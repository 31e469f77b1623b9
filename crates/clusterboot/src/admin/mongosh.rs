//! mongosh-backed Admin Client
//!
//! Each administrative call evaluates a short script with `mongosh --eval`.
//! The script prints one line prefixed with [`RESULT_MARKER`] holding a JSON
//! envelope, either `{ok: 1, result}` or `{ok: 0, code, codeName, errmsg}`,
//! so shell banners and warnings on stdout are ignored.
//!
//! Replica set commands go straight to the set's first member
//! (`directConnection=true`); sharding commands go to the router.

use super::{codes, AdminClient, AdminError, MemberState, MemberStatus, ReplicaSetStatus};
use crate::topology::{Namespace, ReplicaSetSpec, ShardId, ShardKey};
use async_trait::async_trait;
use serde::de::DeserializeOwned;
use serde::Deserialize;
use serde_json::{json, Value};
use std::collections::BTreeSet;
use std::path::PathBuf;
use std::process::Stdio;
use std::time::Duration;
use tokio::process::Command;
use tracing::{debug, trace, warn};

/// Prefix of the stdout line carrying the response envelope.
pub const RESULT_MARKER: &str = "CLUSTERBOOT_RESULT ";

/// Output fragments that identify a network-level failure of the shell itself.
const NETWORK_FAILURE_HINTS: &[&str] = &[
    "ECONNREFUSED",
    "ECONNRESET",
    "ENOTFOUND",
    "EHOSTUNREACH",
    "MongoNetworkError",
    "MongoServerSelectionError",
    "MongoNetworkTimeoutError",
];

/// Shell client configuration.
#[derive(Debug, Clone)]
pub struct MongoShellConfig {
    /// Path to the `mongosh` binary (env: CLUSTERBOOT_MONGOSH)
    pub binary: PathBuf,

    /// Router connection string (env: CLUSTERBOOT_ROUTER)
    pub router_uri: String,

    /// Upper bound on a single shell invocation (env: CLUSTERBOOT_COMMAND_TIMEOUT_SECS)
    pub command_timeout: Duration,

    /// Extra arguments passed to every invocation, e.g. TLS options
    pub extra_args: Vec<String>,
}

impl Default for MongoShellConfig {
    fn default() -> Self {
        Self {
            binary: PathBuf::from("mongosh"),
            router_uri: "mongodb://localhost:27017".to_string(),
            command_timeout: Duration::from_secs(30),
            extra_args: Vec::new(),
        }
    }
}

impl MongoShellConfig {
    /// Create configuration from environment variables with defaults
    pub fn from_env() -> Self {
        let mut config = Self::default();

        if let Ok(binary) = std::env::var("CLUSTERBOOT_MONGOSH") {
            config.binary = PathBuf::from(binary);
        }

        if let Ok(router) = std::env::var("CLUSTERBOOT_ROUTER") {
            config.router_uri = router;
        }

        if let Ok(secs) = std::env::var("CLUSTERBOOT_COMMAND_TIMEOUT_SECS") {
            if let Ok(parsed) = secs.parse::<u64>() {
                config.command_timeout = Duration::from_secs(parsed);
            }
        }

        config
    }
}

#[derive(Debug, Deserialize)]
#[serde(rename_all = "camelCase")]
struct Envelope {
    ok: i32,
    #[serde(default)]
    result: Value,
    code: Option<i32>,
    code_name: Option<String>,
    errmsg: Option<String>,
}

#[derive(Debug, Deserialize)]
struct StatusDoc {
    set: String,
    members: Vec<MemberDoc>,
}

#[derive(Debug, Deserialize)]
struct MemberDoc {
    name: String,
    state: String,
}

/// Admin client that shells out to `mongosh`.
pub struct MongoShellClient {
    config: MongoShellConfig,
}

impl MongoShellClient {
    pub fn new(config: MongoShellConfig) -> Self {
        Self { config }
    }

    fn member_uri(spec: &ReplicaSetSpec) -> Result<String, AdminError> {
        let member = spec.seed_member().ok_or_else(|| {
            AdminError::Protocol(format!("replica set '{}' has no members", spec.name))
        })?;
        Ok(format!("mongodb://{}/?directConnection=true", member.address()))
    }

    async fn eval(&self, uri: &str, body: &str) -> Result<Value, AdminError> {
        let script = wrap_script(body);
        trace!(uri = %uri, script = %script, "Evaluating admin script");

        let mut cmd = Command::new(&self.config.binary);
        cmd.arg("--quiet")
            .arg("--norc")
            .args(&self.config.extra_args)
            .arg(uri)
            .arg("--eval")
            .arg(&script)
            .stdin(Stdio::null())
            .stdout(Stdio::piped())
            .stderr(Stdio::piped())
            .kill_on_drop(true);

        let output = tokio::time::timeout(self.config.command_timeout, cmd.output())
            .await
            .map_err(|_| {
                AdminError::Transient(format!(
                    "admin command against {uri} timed out after {:?}",
                    self.config.command_timeout
                ))
            })?
            .map_err(AdminError::Launch)?;

        let stdout = String::from_utf8_lossy(&output.stdout);
        let stderr = String::from_utf8_lossy(&output.stderr);
        debug!(uri = %uri, status = %output.status, "Admin shell exited");

        parse_output(&stdout, &stderr)
    }

    async fn router_command(&self, command: Value) -> Result<Value, AdminError> {
        self.eval(&self.config.router_uri, &command_body(&command))
            .await
    }
}

/// Wrap an expression so that its outcome is printed as a marked envelope.
fn wrap_script(body: &str) -> String {
    format!(
        r#"(() => {{
  const emit = (doc) => print("{marker}" + JSON.stringify(doc));
  try {{
    const r = ({body});
    if (r && typeof r === "object" && r.ok === 0) {{
      emit({{ ok: 0, code: r.code ?? null, codeName: r.codeName ?? null, errmsg: String(r.errmsg ?? "command failed") }});
    }} else {{
      emit({{ ok: 1, result: r ?? null }});
    }}
  }} catch (e) {{
    emit({{ ok: 0, code: e.code ?? null, codeName: e.codeName ?? null, errmsg: String(e.message ?? e) }});
  }}
}})();"#,
        marker = RESULT_MARKER,
        body = body
    )
}

/// An admin command whose success collapses to `true`, keeping cluster-time
/// metadata out of the envelope.
fn command_body(command: &Value) -> String {
    format!("((r) => r.ok === 1 ? true : r)(db.adminCommand({command}))")
}

fn initiate_document(spec: &ReplicaSetSpec) -> Value {
    let members: Vec<Value> = spec
        .members
        .iter()
        .enumerate()
        .map(|(idx, m)| json!({ "_id": idx, "host": m.address(), "priority": m.priority }))
        .collect();

    let mut doc = json!({ "_id": spec.name, "members": members });
    if spec.is_config_server {
        doc["configsvr"] = Value::Bool(true);
    }
    doc
}

fn parse_output(stdout: &str, stderr: &str) -> Result<Value, AdminError> {
    let envelope_line = stdout
        .lines()
        .rev()
        .find_map(|line| line.trim().strip_prefix(RESULT_MARKER.trim_end()))
        .map(str::trim);

    let Some(line) = envelope_line else {
        let combined = format!("{stdout}\n{stderr}");
        let detail = first_meaningful_line(stderr)
            .or_else(|| first_meaningful_line(stdout))
            .unwrap_or("no output")
            .to_string();
        if NETWORK_FAILURE_HINTS.iter().any(|h| combined.contains(h)) {
            return Err(AdminError::Transient(detail));
        }
        return Err(AdminError::Protocol(detail));
    };

    let envelope: Envelope = serde_json::from_str(line)
        .map_err(|e| AdminError::Protocol(format!("undecodable envelope: {e}")))?;

    if envelope.ok == 1 {
        return Ok(envelope.result);
    }

    let message = envelope
        .errmsg
        .unwrap_or_else(|| "command failed".to_string());
    match envelope.code {
        Some(code) => Err(AdminError::from_server(
            code,
            envelope.code_name.unwrap_or_default(),
            message,
        )),
        None if NETWORK_FAILURE_HINTS.iter().any(|h| message.contains(h)) => {
            Err(AdminError::Transient(message))
        }
        None => Err(AdminError::Protocol(message)),
    }
}

fn first_meaningful_line(text: &str) -> Option<&str> {
    text.lines().map(str::trim).find(|l| !l.is_empty())
}

fn decode<T: DeserializeOwned>(value: Value) -> Result<T, AdminError> {
    serde_json::from_value(value).map_err(|e| AdminError::Protocol(e.to_string()))
}

#[async_trait]
impl AdminClient for MongoShellClient {
    async fn initiate_replica_set(&self, spec: &ReplicaSetSpec) -> Result<(), AdminError> {
        let uri = Self::member_uri(spec)?;
        let command = json!({ "replSetInitiate": initiate_document(spec) });
        match self.eval(&uri, &command_body(&command)).await {
            Ok(_) => Ok(()),
            Err(AdminError::Command {
                code: codes::ALREADY_INITIALIZED,
                ..
            }) => Err(AdminError::AlreadyInitialized(spec.name.clone())),
            Err(e) => Err(e),
        }
    }

    async fn replica_set_status(
        &self,
        spec: &ReplicaSetSpec,
    ) -> Result<ReplicaSetStatus, AdminError> {
        let uri = Self::member_uri(spec)?;
        let body = r#"((s) => s.ok !== 1 ? s : { set: s.set, members: s.members.map((m) => ({ name: m.name, state: m.stateStr })) })(db.adminCommand({ replSetGetStatus: 1 }))"#;

        let doc: StatusDoc = match self.eval(&uri, body).await {
            Ok(value) => decode(value)?,
            Err(AdminError::Command {
                code: codes::NOT_YET_INITIALIZED,
                ..
            }) => return Ok(ReplicaSetStatus::uninitialized(spec.name.clone())),
            Err(e) => return Err(e),
        };

        if doc.set != spec.name {
            return Err(AdminError::Protocol(format!(
                "member {uri} belongs to replica set '{}', expected '{}'",
                doc.set, spec.name
            )));
        }

        Ok(ReplicaSetStatus {
            name: doc.set,
            initialized: true,
            members: doc
                .members
                .into_iter()
                .map(|m| MemberStatus {
                    host: m.name,
                    state: MemberState::from_state_str(&m.state),
                })
                .collect(),
        })
    }

    async fn add_shard(&self, shard_id: &str, connection_seed: &str) -> Result<(), AdminError> {
        self.router_command(json!({ "addShard": connection_seed, "name": shard_id }))
            .await
            .map(|_| ())
    }

    async fn enable_sharding(&self, database: &str) -> Result<(), AdminError> {
        self.router_command(json!({ "enableSharding": database }))
            .await
            .map(|_| ())
    }

    async fn shard_collection(
        &self,
        namespace: &Namespace,
        key: &ShardKey,
        unique: bool,
    ) -> Result<(), AdminError> {
        self.router_command(json!({
            "shardCollection": namespace.to_string(),
            "key": key,
            "unique": unique,
        }))
        .await
        .map(|_| ())
    }

    async fn list_shards(&self) -> Result<BTreeSet<ShardId>, AdminError> {
        let body = "((r) => r.ok === 1 ? r.shards.map((s) => s._id) : r)(db.adminCommand({ listShards: 1 }))";
        let ids: Vec<String> = decode(self.eval(&self.config.router_uri, body).await?)?;
        Ok(ids.into_iter().collect())
    }

    async fn list_sharding_enabled_databases(&self) -> Result<BTreeSet<String>, AdminError> {
        // Newer servers drop `partitioned`; every registered database is shardable there.
        let body = r#"db.getSiblingDB("config").databases.find({}, { _id: 1, partitioned: 1 }).toArray().filter((d) => d.partitioned !== false).map((d) => d._id)"#;
        let names: Vec<String> = decode(self.eval(&self.config.router_uri, body).await?)?;
        Ok(names.into_iter().collect())
    }

    async fn list_sharded_collections(&self) -> Result<BTreeSet<Namespace>, AdminError> {
        let body = r#"db.getSiblingDB("config").collections.find({ dropped: { $ne: true } }, { _id: 1 }).toArray().map((c) => c._id)"#;
        let names: Vec<String> = decode(self.eval(&self.config.router_uri, body).await?)?;

        Ok(names
            .into_iter()
            .filter_map(|name| match name.parse::<Namespace>() {
                Ok(ns) => Some(ns),
                Err(e) => {
                    warn!(error = %e, "Ignoring unparseable sharded collection");
                    None
                }
            })
            .collect())
    }
}

#[cfg(test)]
mod tests {
    use super::*;
    use crate::topology::MemberSpec;

    fn envelope(json: &str) -> String {
        format!("Current Mongosh Log ID: 0123\n{RESULT_MARKER}{json}\n")
    }

    #[test]
    fn test_initiate_document_matches_shell_form() {
        let spec = ReplicaSetSpec {
            name: "configReplSet".to_string(),
            is_config_server: true,
            members: vec![MemberSpec::new("configsvr", 27017)],
        };
        let doc = initiate_document(&spec);
        assert_eq!(
            doc,
            json!({
                "_id": "configReplSet",
                "members": [{ "_id": 0, "host": "configsvr:27017", "priority": 1.0 }],
                "configsvr": true
            })
        );

        let mut shard = spec.clone();
        shard.is_config_server = false;
        assert!(initiate_document(&shard).get("configsvr").is_none());
    }

    #[test]
    fn test_wrapped_script_contains_body_and_marker() {
        let script = wrap_script(&command_body(&json!({ "enableSharding": "db1" })));
        assert!(script.contains(r#"db.adminCommand({"enableSharding":"db1"})"#));
        assert!(script.contains(RESULT_MARKER));
    }

    #[test]
    fn test_parse_success() {
        let value = parse_output(&envelope(r#"{"ok":1,"result":["shard1ReplSet"]}"#), "").unwrap();
        assert_eq!(value, json!(["shard1ReplSet"]));
    }

    #[test]
    fn test_parse_server_errors() {
        let err = parse_output(
            &envelope(r#"{"ok":0,"code":94,"codeName":"NotYetInitialized","errmsg":"no replset config has been received"}"#),
            "",
        )
        .unwrap_err();
        assert!(matches!(err, AdminError::Command { code: 94, .. }));

        let err = parse_output(
            &envelope(r#"{"ok":0,"code":10107,"codeName":"NotWritablePrimary","errmsg":"not primary"}"#),
            "",
        )
        .unwrap_err();
        assert!(err.is_transient());
    }

    #[test]
    fn test_parse_connection_refused_without_envelope() {
        let err = parse_output(
            "",
            "MongoNetworkError: connect ECONNREFUSED 127.0.0.1:27017\n",
        )
        .unwrap_err();
        assert!(err.is_transient());
        assert!(err.to_string().contains("ECONNREFUSED"));
    }

    #[test]
    fn test_parse_garbage_is_protocol_error() {
        let err = parse_output("SyntaxError: unexpected token", "").unwrap_err();
        assert!(matches!(err, AdminError::Protocol(msg) if msg.starts_with("SyntaxError")));
    }

    #[test]
    fn test_member_uri_uses_direct_connection() {
        let spec = ReplicaSetSpec {
            name: "shard1ReplSet".to_string(),
            is_config_server: false,
            members: vec![MemberSpec::new("shard1", 27018)],
        };
        assert_eq!(
            MongoShellClient::member_uri(&spec).unwrap(),
            "mongodb://shard1:27018/?directConnection=true"
        );
    }
}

*Task instructions*
Reproduce exactly the lines from the beginning of the entries above up to and including the line that contains "set's first member".

*Exercise response*
repository 31e469f77b1623b9
filename crates/clusterboot/src/admin/mongosh.rs
//! mongosh-backed Admin Client
//!
//! Each administrative call evaluates a short script with `mongosh --eval`.
//! The script prints one line prefixed with [`RESULT_MARKER`] holding a JSON
//! envelope, either `{ok: 1, result}` or `{ok: 0, code, codeName, errmsg}`,
//! so shell banners and warnings on stdout are ignored.
//!
//! Replica set commands go straight to the set's first member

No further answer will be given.